Blinded soldier recalls Fort Hood attack

A BLINDED survivor of a mass shooting at a US military base came face to face with his attacker yesterday.

This came during a military court hearing to determine whether the army psychiatrist will face trial and a possible death penalty.

Sergeant Alonzo Lunsford, 20, an army medic, described the moment his eyes locked with those of Major Nidal Hasan seconds before he was shot.

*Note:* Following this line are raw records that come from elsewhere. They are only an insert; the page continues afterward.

//! Latitude/longitude column guessing from header names

use crate::headers::canonicalize;
use serde::Serialize;

/// Best-scoring raw headers for each coordinate, if any scored above zero
#[derive(Debug, Clone, Default, PartialEq, Eq, Serialize)]
pub struct CoordinateGuess {
    pub latitude: Option<String>,
    pub longitude: Option<String>,
}

pub fn score_latitude_header(header: &str) -> u32 {
    let norm = canonicalize(header);
    match norm.as_str() {
        "lat" | "latitude" => 100,
        n if n.contains("latitude") => 90,
        n if n.starts_with("lat_") || n.ends_with("_lat") => 80,
        "y" | "y_coord" | "y_coordinate" => 70,
        n if n.contains("lat") => 50,
        _ => 0,
    }
}

pub fn score_longitude_header(header: &str) -> u32 {
    let norm = canonicalize(header);
    match norm.as_str() {
        "lon" | "long" | "longitude" => 100,
        n if n.contains("longitude") => 90,
        n if ["lon_", "long_"].iter().any(|p| n.starts_with(p))
            || ["_lon", "_long"].iter().any(|s| n.ends_with(s)) =>
        {
            80
        }
        "x" | "x_coord" | "x_coordinate" => 70,
        n if n.contains("lon") => 50,
        _ => 0,
    }
}

fn best<S: AsRef<str>>(headers: &[S], score: fn(&str) -> u32) -> Option<String> {
    let mut choice: Option<(u32, &str)> = None;
    for header in headers {
        let header = header.as_ref();
        let s = score(header);
        // First header wins ties
        if s > 0 && choice.map_or(true, |(top, _)| s > top) {
            choice = Some((s, header));
        }
    }
    choice.map(|(_, header)| header.to_string())
}

/// Pick the most likely latitude and longitude headers
pub fn guess_lat_lon<S: AsRef<str>>(headers: &[S]) -> CoordinateGuess {
    CoordinateGuess {
        latitude: best(headers, score_latitude_header),
        longitude: best(headers, score_longitude_header),
    }
}

#[cfg(test)]
mod tests {
    use super::*;

    #[test]
    fn test_scores() {
        assert_eq!(score_latitude_header("Latitude"), 100);
        assert_eq!(score_latitude_header("GPS Latitude"), 90);
        assert_eq!(score_latitude_header("Crash Lat"), 80);
        assert_eq!(score_latitude_header("Y"), 70);
        assert_eq!(score_latitude_header("Relation"), 50);
        assert_eq!(score_latitude_header("City"), 0);

        assert_eq!(score_longitude_header("LONG"), 100);
        assert_eq!(score_longitude_header("Longitude (deg)"), 90);
        assert_eq!(score_longitude_header("gps_lon"), 80);
        assert_eq!(score_longitude_header("x_coord"), 70);
    }

    #[test]
    fn test_guess_prefers_highest_score() {
        let guess = guess_lat_lon(&["Crash ID", "Y", "GPS Latitude", "Longitude", "X"]);
        assert_eq!(guess.latitude.as_deref(), Some("GPS Latitude"));
        assert_eq!(guess.longitude.as_deref(), Some("Longitude"));
    }

    #[test]
    fn test_guess_none_when_nothing_matches() {
        let guess = guess_lat_lon(&["Crash ID", "City"]);
        assert_eq!(guess, CoordinateGuess::default());
    }
}
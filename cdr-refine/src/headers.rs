//! Header normalization
//!
//! Source exports spell the same column many ways (`Crash ID`, `CRASH_ID`,
//! `Crash-ID`). Every header is mapped to a lower-case identifier made of
//! ASCII letters, digits and `_`, and collisions get numeric suffixes in
//! encounter order.

use std::collections::HashSet;

/// Canonical form of a single name, without collision handling
///
/// Also applied to column names in a refinement config so that config and
/// data agree on spelling.
pub fn canonicalize(raw: &str) -> String {
    let mut out = String::with_capacity(raw.len());
    let mut pending_separator = false;

    for ch in raw.chars() {
        if ch.is_ascii_alphanumeric() {
            if pending_separator && !out.is_empty() {
                out.push('_');
            }
            pending_separator = false;
            out.push(ch.to_ascii_lowercase());
        } else {
            pending_separator = true;
        }
    }

    out
}

/// Raw header paired with its canonical name
#[derive(Debug, Clone, PartialEq, Eq)]
pub struct HeaderMapping {
    pub raw: String,
    pub canonical: String,
}

/// Map raw headers to unique canonical names, preserving input order
pub fn normalize_headers<S: AsRef<str>>(headers: &[S]) -> Vec<HeaderMapping> {
    let bases: Vec<String> = headers
        .iter()
        .enumerate()
        .map(|(idx, raw)| {
            let base = canonicalize(raw.as_ref());
            if base.is_empty() {
                format!("column_{}", idx + 1)
            } else {
                base
            }
        })
        .collect();

    let mut taken: HashSet<String> = HashSet::with_capacity(headers.len());
    let mut mappings = Vec::with_capacity(headers.len());

    for (raw, base) in headers.iter().zip(bases) {
        let canonical = if taken.contains(&base) {
            let mut suffix = 2;
            loop {
                let candidate = format!("{}_{}", base, suffix);
                if !taken.contains(&candidate) {
                    break candidate;
                }
                suffix += 1;
            }
        } else {
            base
        };

        taken.insert(canonical.clone());
        mappings.push(HeaderMapping {
            raw: raw.as_ref().to_string(),
            canonical,
        });
    }

    mappings
}

#[cfg(test)]
mod tests {
    use super::*;

    fn is_identifier(name: &str) -> bool {
        !name.is_empty()
            && name
                .chars()
                .all(|c| c.is_ascii_lowercase() || c.is_ascii_digit() || c == '_')
    }

    fn canonical(headers: &[&str]) -> Vec<String> {
        normalize_headers(headers)
            .into_iter()
            .map(|m| m.canonical)
            .collect()
    }

    #[test]
    fn test_canonicalize_basic() {
        assert_eq!(canonicalize("Crash ID"), "crash_id");
        assert_eq!(canonicalize("  Hit and Run  "), "hit_and_run");
        assert_eq!(canonicalize("Crash--Date//Time"), "crash_date_time");
        assert_eq!(canonicalize("__lat__"), "lat");
        assert_eq!(canonicalize("Año"), "a_o");
        assert_eq!(canonicalize("###"), "");
    }

    #[test]
    fn test_collisions_get_distinct_suffixes() {
        let names = canonical(&["Crash ID", "crash id", "Crash-ID"]);
        assert_eq!(names, vec!["crash_id", "crash_id_2", "crash_id_3"]);
        assert!(names.iter().all(|n| is_identifier(n)));
    }

    #[test]
    fn test_suffix_skips_names_already_taken() {
        let names = canonical(&["a_2", "A", "a"]);
        assert_eq!(names, vec!["a_2", "a", "a_3"]);
    }

    #[test]
    fn test_empty_header_uses_position() {
        let names = canonical(&["id", "", "%%"]);
        assert_eq!(names, vec!["id", "column_2", "column_3"]);
    }

    #[test]
    fn test_preserves_raw_header() {
        let mappings = normalize_headers(&["Crash Date"]);
        assert_eq!(mappings[0].raw, "Crash Date");
        assert_eq!(mappings[0].canonical, "crash_date");
    }
}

Major Hasan faces 13 counts of premeditated murder and 32 of attempted murder for the attack at Fort Hood, Texas, on November 5 last year.

Sergeant Lunsford described how Major Hasan walked calmly into the Soldier Medical Readiness Centre at Fort Hood, where service personnel were being prepared for deployment to Iraq and Afghanistan.

Major Hasan, an army psychiatrist, “walked up to a civilian female, said something to her, she gets up and leaves”, Sergeant Lunsford told the courtroom. Moments later he shouted “Allahu Akbar”, pulled out his gun and started firing.

The sergeant said the first targets were members of the unit preparing to deploy to Afghanistan with Major Hasan. He described how one soldier used a chair to try to bring down the gunman but was shot dead. Sergeant Lunsford said he was searching for an escape route when his eyes met the attacker’s.

“I looked at the distance from where I was laying to the back door . . . When I stood up, Major Hasan and I made eye contact. He looked at me; I looked at him. He raises his weapon and the laser comes across my line of sight, I closed my eyes and he discharged the weapon. I got hit in the head; I drop.”

Sergeant Lunsford was also shot four times in the stomach but remained conscious. “As I am laying on the floor, I think . . . I’m too big to play dead. I get up and run out the doors.”